Varios de los hombres a los que atendí la otra noche están afuera. Me observan con intensidad. Uno asiente con la cabeza y otro entra al establecimiento. Apuro el paso, consciente de que Ryker podría estar con ellos. Por un momento, nadie me molesta y creo que todo quedará en nada, hasta que de repente Ryker aparece frente a mí. Esto no puede estar pasando. ¿Cómo llegó tan rápido? Lo esquivo y sigo mi camino.
"Astrid", dice él. Continúo caminando y Ryker se mantiene a mi lado. "Astrid", insiste. Bajo la mirada y no me detengo. Él me toma de la muñeca y de inmediato siento una chispa entre nosotros; la tensión sexual es palpable.
"¡Ryker! ¡Suéltame!", exclamo.
"No. Te busqué toda la noche después de que huyeras, y también durante todo el día de ayer y hoy. Vamos a la cafetería a hablar", afirma él.
"¡No hay nada que discutir!", replico intentando zafarme.
Ryker me toma de la cintura y me carga al hombro. Grito de dolor por las lesiones que tengo, hasta el punto de que las lágrimas se me escapan. Ryker me baja enseguida.
"¿Qué sucede?", pregunta preocupado.
"Nada, solo... por favor, no me toques", le pido. Ryker me retira la capucha suavemente.
"Astrid. Necesito que me mires, por favor", me ruega.

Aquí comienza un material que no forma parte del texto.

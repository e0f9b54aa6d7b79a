//! Markets aggregate the responses of their agents into demand and supply.
//!
//! Aggregation comes in two forms which must agree with one another: a scalar path, which
//! evaluates a single price, and a vectorised path, which evaluates a whole grid of prices at once.
use crate::agent::{AgentMap, AgentResponse, MarketState, Side};
use crate::id::try_insert_unique;
use crate::simulation::MarketObservation;
use crate::units::{Price, Quantity};
use anyhow::{Result, ensure};

pub mod curve;
pub use curve::{CurveData, linspace, sample_curves};
pub mod trade;
pub use trade::TradeRecord;
use trade::willing_side;

/// The capabilities a simulation requires of a market
pub trait Market {
    /// The buyers in this market, in registration order
    fn buyers(&self) -> &AgentMap;

    /// The total quantity demanded at `price`
    fn aggregate_demand(&self, price: Price, state: &MarketState) -> Quantity {
        sum_quantities(self.buyers(), price, state)
    }

    /// The total quantity supplied at `price`
    fn aggregate_supply(&self, price: Price, state: &MarketState) -> Quantity;

    /// The total quantity demanded at each of `prices`
    fn demand_curve(&self, prices: &[Price], state: &MarketState) -> Result<Vec<Quantity>> {
        sum_curves(self.buyers(), prices, state)
    }

    /// The total quantity supplied at each of `prices`
    fn supply_curve(&self, prices: &[Price], state: &MarketState) -> Result<Vec<Quantity>>;

    /// Settle trades between all agents willing to trade at `price`.
    ///
    /// # Arguments
    ///
    /// * `step` - The current simulation step
    /// * `price` - The price at which trades are settled
    /// * `state` - The market state for this evaluation
    /// * `log_details` - Whether to record the IDs of participating agents
    fn execute_trades(
        &self,
        step: u32,
        price: Price,
        state: &MarketState,
        log_details: bool,
    ) -> TradeRecord;

    /// Aggregate demand minus aggregate supply at `price`
    fn excess_demand(&self, price: Price, state: &MarketState) -> Quantity {
        self.aggregate_demand(price, state) - self.aggregate_supply(price, state)
    }

    /// Observe demand and supply at `price` for the given step
    fn observe(&self, step: u32, price: Price) -> MarketObservation {
        let state = MarketState::at_price(Some(step), &price);
        MarketObservation::new(
            step,
            price,
            self.aggregate_demand(price, &state),
            self.aggregate_supply(price, &state),
        )
    }
}

/// Sum the quantities agents are willing to trade at `price`
fn sum_quantities(agents: &AgentMap, price: Price, state: &MarketState) -> Quantity {
    agents
        .values()
        .map(|agent| agent.quantity_at_price(price, state))
        .sum()
}

/// Sum the quantities agents are willing to trade at each of `prices`.
///
/// Contributions are added in the same order as for [`sum_quantities`], so each element matches
/// the scalar result for that price.
fn sum_curves(agents: &AgentMap, prices: &[Price], state: &MarketState) -> Result<Vec<Quantity>> {
    let mut total = vec![Quantity(0.0); prices.len()];
    for (id, agent) in agents {
        let contribution = agent.quantities_at_prices(prices, state);
        ensure!(
            contribution.len() == prices.len(),
            "Contribution from agent {id} has {} values but {} prices were evaluated",
            contribution.len(),
            prices.len()
        );

        for (sum, quantity) in total.iter_mut().zip(contribution) {
            *sum += quantity;
        }
    }

    Ok(total)
}

/// Add an agent to `buyers` or `sellers`, according to its side.
///
/// Agent IDs must be unique across both maps.
fn insert_by_side(
    buyers: &mut AgentMap,
    sellers: &mut AgentMap,
    agent: Box<dyn AgentResponse>,
) -> Result<()> {
    let id = agent.get_id();
    ensure!(
        !buyers.contains_key(id) && !sellers.contains_key(id),
        "Duplicate agent ID found: {id}"
    );

    match agent.side() {
        Side::Buy => try_insert_unique(buyers, agent),
        Side::Sell => try_insert_unique(sellers, agent),
    }
}

/// A market in which supply comes from seller agents
#[derive(Debug, Default)]
pub struct VariableSupplyMarket {
    buyers: AgentMap,
    sellers: AgentMap,
}

impl VariableSupplyMarket {
    /// Create an empty market
    pub fn new() -> Self {
        Self::default()
    }

    /// Create a market from the given agents, which are sorted into buyers and sellers
    pub fn from_agents<I>(agents: I) -> Result<Self>
    where
        I: IntoIterator<Item = Box<dyn AgentResponse>>,
    {
        let mut market = Self::new();
        for agent in agents {
            market.add_agent(agent)?;
        }

        Ok(market)
    }

    /// Add an agent to the buyers or sellers, according to its side.
    ///
    /// Agent IDs must be unique across both sides of the market.
    pub fn add_agent(&mut self, agent: Box<dyn AgentResponse>) -> Result<()> {
        insert_by_side(&mut self.buyers, &mut self.sellers, agent)
    }

    /// The sellers in this market, in registration order
    pub fn sellers(&self) -> &AgentMap {
        &self.sellers
    }
}

impl Market for VariableSupplyMarket {
    fn buyers(&self) -> &AgentMap {
        &self.buyers
    }

    fn aggregate_supply(&self, price: Price, state: &MarketState) -> Quantity {
        sum_quantities(&self.sellers, price, state)
    }

    fn supply_curve(&self, prices: &[Price], state: &MarketState) -> Result<Vec<Quantity>> {
        sum_curves(&self.sellers, prices, state)
    }

    fn execute_trades(
        &self,
        step: u32,
        price: Price,
        state: &MarketState,
        log_details: bool,
    ) -> TradeRecord {
        let (willing_demand, buyer_ids) = willing_side(&self.buyers, price, state, log_details);
        let (willing_supply, seller_ids) = willing_side(&self.sellers, price, state, log_details);

        TradeRecord::settle(
            step,
            price,
            (willing_demand, buyer_ids),
            (willing_supply, seller_ids),
            None,
        )
    }
}

/// A market in which supply is a fixed capacity, independent of price.
///
/// Seller agents do not contribute to aggregate supply, but they still take part in settlement,
/// where the traded quantity is capped by the capacity.
#[derive(Debug)]
pub struct FixedSupplyMarket {
    buyers: AgentMap,
    sellers: AgentMap,
    capacity: Quantity,
}

/// Check that a supply capacity is valid
fn check_capacity(capacity: Quantity) -> Result<()> {
    ensure!(
        capacity.is_finite() && capacity >= Quantity(0.0),
        "supply_capacity must be a finite number greater than or equal to zero (got {capacity})"
    );

    Ok(())
}

impl FixedSupplyMarket {
    /// Create an empty market with the given supply capacity
    pub fn new(capacity: Quantity) -> Result<Self> {
        check_capacity(capacity)?;

        Ok(Self {
            buyers: AgentMap::new(),
            sellers: AgentMap::new(),
            capacity,
        })
    }

    /// Add an agent to the buyers or sellers, according to its side.
    ///
    /// Agent IDs must be unique across both sides of the market.
    pub fn add_agent(&mut self, agent: Box<dyn AgentResponse>) -> Result<()> {
        insert_by_side(&mut self.buyers, &mut self.sellers, agent)
    }

    /// The sellers in this market, in registration order
    pub fn sellers(&self) -> &AgentMap {
        &self.sellers
    }

    /// The exogenous supply capacity
    pub fn capacity(&self) -> Quantity {
        self.capacity
    }
}

impl Market for FixedSupplyMarket {
    fn buyers(&self) -> &AgentMap {
        &self.buyers
    }

    fn aggregate_supply(&self, _price: Price, _state: &MarketState) -> Quantity {
        self.capacity
    }

    fn supply_curve(&self, prices: &[Price], _state: &MarketState) -> Result<Vec<Quantity>> {
        Ok(vec![self.capacity; prices.len()])
    }

    fn execute_trades(
        &self,
        step: u32,
        price: Price,
        state: &MarketState,
        log_details: bool,
    ) -> TradeRecord {
        let buyer_side = willing_side(&self.buyers, price, state, log_details);
        let seller_side = willing_side(&self.sellers, price, state, log_details);

        TradeRecord::settle(step, price, buyer_side, seller_side, Some(self.capacity))
    }
}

Al hacerlo, ve los moretones en mi cuello y pecho.
Lo miro a los ojos, azules como el océano, mientras las lágrimas recorren mis mejillas. No entiendo por qué, pero me siento profundamente avergonzada.
"Oh, Astrid...", murmura él, intentando secar mis lágrimas con cuidado; me estremezco y retrocedo. No estoy acostumbrada a su gentileza.
"Astrid, no era mi intención lastimarte", dice él.
"Lo sé", respondo, desviando la mirada.
"¿Podrías acompañarme a la cafetería para hablar?", me pide. Asiento y juntos nos dirigimos hacia allá.
Al llegar a la cafetería, ni siquiera tengo oportunidad de abrir la puerta, ya que uno de los hombres de Ryker se adelanta y nos la abre.
"Alfa", saluda con un gesto. Ryker entra y yo dudo un instante.
"¿Has trabajado aquí casi un año y ahora te da miedo entrar?", comenta Ryker.
"Preferiría que Jim no me viera así", le explico. Ryker me mira fijamente por un momento.
"Le diré que se quede en la cocina", propone. Me cruzo de brazos, asiento y bajo la cabeza.
Poco después, escucho un estrépito de ollas y sartenes cayendo y a Jim gritando: "¡Déjame verla, maldita sea!". Ryker intenta sujetar a Jim, quien está visiblemente furioso y angustiado al saber que me han golpeado de nuevo, y esta vez más fuerte. Sé que Jim no se va a tranquilizar pronto, así que respiro hondo y entro.
"Jim, no quiero que me veas así; he armado un buen revuelo. Lo siento mucho", digo, parada junto al mostrador de la cocina, observando el caos de ollas y sartenes en el suelo. Jim se tensa al verme. Me reconforta saber que la sudadera con capucha y los jeans ocultan la gravedad de mis heridas.
"Astrid...", dice Jim, clavando su mirada en mí. Sus ojos se llenan de lágrimas, avanza hacia mí y yo retrocedo; frunce el ceño y desvía la vista.
"Voy a traerte hielo", murmura, dirigiéndose al congelador. Los demás hombres en el restaurante me observan, compadeciéndose por mis heridas.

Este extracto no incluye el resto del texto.